Geography is a powerful force. In his book Guns, Germs, and Steel, for instance, Jared Diamond argues that geography is the most powerful force to have shaped civilization. Societies that have benefited from favorable geography and access to resources have enjoyed more prosperity than those that have not.
In baseball, geography has mattered quite a bit, too.
Generally, teams residing along the coasts are located in larger markets and enjoy more fans — which means they enjoy more paying customers, more advertising dollars and corporate sponsors, and greater TV deals, too. The Yankees, residing in the game’s largest market, own 27 World Series titles. Teams based in the fly-over country cities of St. Louis, Pittsburgh, Detroit, Cleveland, Cincinnati, Kansas City and Milwaukee, have combined for 32 World Series titles, with the Cardinals alone accounting for 11 of those.
So perhaps the lasting legacy, the top achievement of Bud Selig, was ushering in an era of greater competitive balance that made geography and market size less deterministic. The small-market Royals won the World Series in 2015, and small-market Cleveland was one more timely hit away from doing so last fall. Twenty-one of the sports’ 30 franchises have advanced to the postseason since 2013, and every team has reached the postseason in the 21st century.

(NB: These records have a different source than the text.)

//! Variation generator.
//!
//! Produces new template variants by swapping one section of a randomly
//! chosen master template for another section of the same category. The
//! random source is a [`SineSequence`] seeded by the caller, so the output is
//! a pure function of `(templates, library, seed, count)`.
//!
//! Draw order per variation:
//!
//! 1. pick the base template
//! 2. pick the composition slot to swap
//! 3. pick the replacement (only when an alternative exists)

use serde::{Deserialize, Serialize};

use crate::{MasterTemplate, SectionLibrary, SineSequence, Variation};

/// Tag appended to every variation whose composition was changed.
pub const REMIX_TAG: &str = "remix";

/// Options for [`generate`].
#[derive(Debug, Clone, Copy, PartialEq, Eq, Serialize, Deserialize)]
pub struct GenerateOptions {
    /// Starting counter of the sine sequence.
    pub seed: i64,
    /// Number of variations to produce.
    pub count: usize,
}

impl GenerateOptions {
    /// Create generator options.
    #[must_use]
    pub const fn new(seed: i64, count: usize) -> Self {
        Self { seed, count }
    }
}

/// Generate `options.count` variations of `master_templates`.
///
/// Returns an empty list when there are no master templates. A variation whose
/// chosen slot references an unknown section, or whose category has no other
/// section, is still emitted with its new id and `is_variation` flag but an
/// unchanged composition and name.
#[must_use]
pub fn generate(
    master_templates: &[MasterTemplate],
    library: &SectionLibrary,
    options: GenerateOptions,
) -> Vec<Variation> {
    if master_templates.is_empty() {
        return Vec::new();
    }

    let mut random = SineSequence::new(options.seed);
    let by_category = library.ids_by_category();
    let mut variations = Vec::with_capacity(options.count);

    for i in 0..options.count {
        let Some(base) = random.pick(master_templates) else {
            break;
        };

        let mut variation = base.clone();
        variation.id = format!("{}-v{}-{i}", base.id, options.seed);
        variation.is_variation = true;

        let mut composition = base.section_composition.clone();
        let swap_index = random.next_index(composition.len());

        let original = composition
            .get(swap_index)
            .and_then(|id| library.get(id));
        let Some(original) = original else {
            tracing::debug!(
                variation = %variation.id,
                "No known section at slot {swap_index}, keeping composition"
            );
            variations.push(variation);
            continue;
        };

        let alternatives: Vec<&str> = by_category
            .get(original.category.as_str())
            .map(|ids| {
                ids.iter()
                    .copied()
                    .filter(|id| *id != original.id)
                    .collect()
            })
            .unwrap_or_default();

        if let Some(replacement) = random.pick(&alternatives) {
            composition[swap_index] = (*replacement).to_string();
            variation.section_composition = composition;
            variation.name = format!("{} {}", base.name, variation_label(i));
            variation.semantic_tags.push(REMIX_TAG.to_string());
        } else {
            tracing::debug!(
                variation = %variation.id,
                category = %original.category,
                "No alternative sections, keeping composition"
            );
        }

        variations.push(variation);
    }

    variations
}

/// Letter label for the variation at `index`: `A`..`Z`, then `AA`, `AB`, ...
///
/// Continues spreadsheet-column style past the 26th variation instead of
/// running into non-letter characters.
#[must_use]
pub fn variation_label(index: usize) -> String {
    let mut n = index;
    let mut letters = Vec::new();
    loop {
        let rem = u8::try_from(n % 26).unwrap_or_default();
        letters.push(char::from(b'A' + rem));
        n /= 26;
        if n == 0 {
            break;
        }
        n -= 1;
    }
    letters.iter().rev().collect()
}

In the 1990s, competitive balance, the divide between the large- and small-market clubs, was a frequent talking point. In the latest round of collective-bargaining talks, it was not often the subject of discussion outside caps placed on international spending. For The Hardball Times last month, Gerald Schifman demonstrated objectively that “hope and faith” are at record levels in baseball. The majority of teams enter the season with a plausible path to at least the No. 2 Wild Card. I wrote in 2015, about how fly-over country was no longer irrelevant.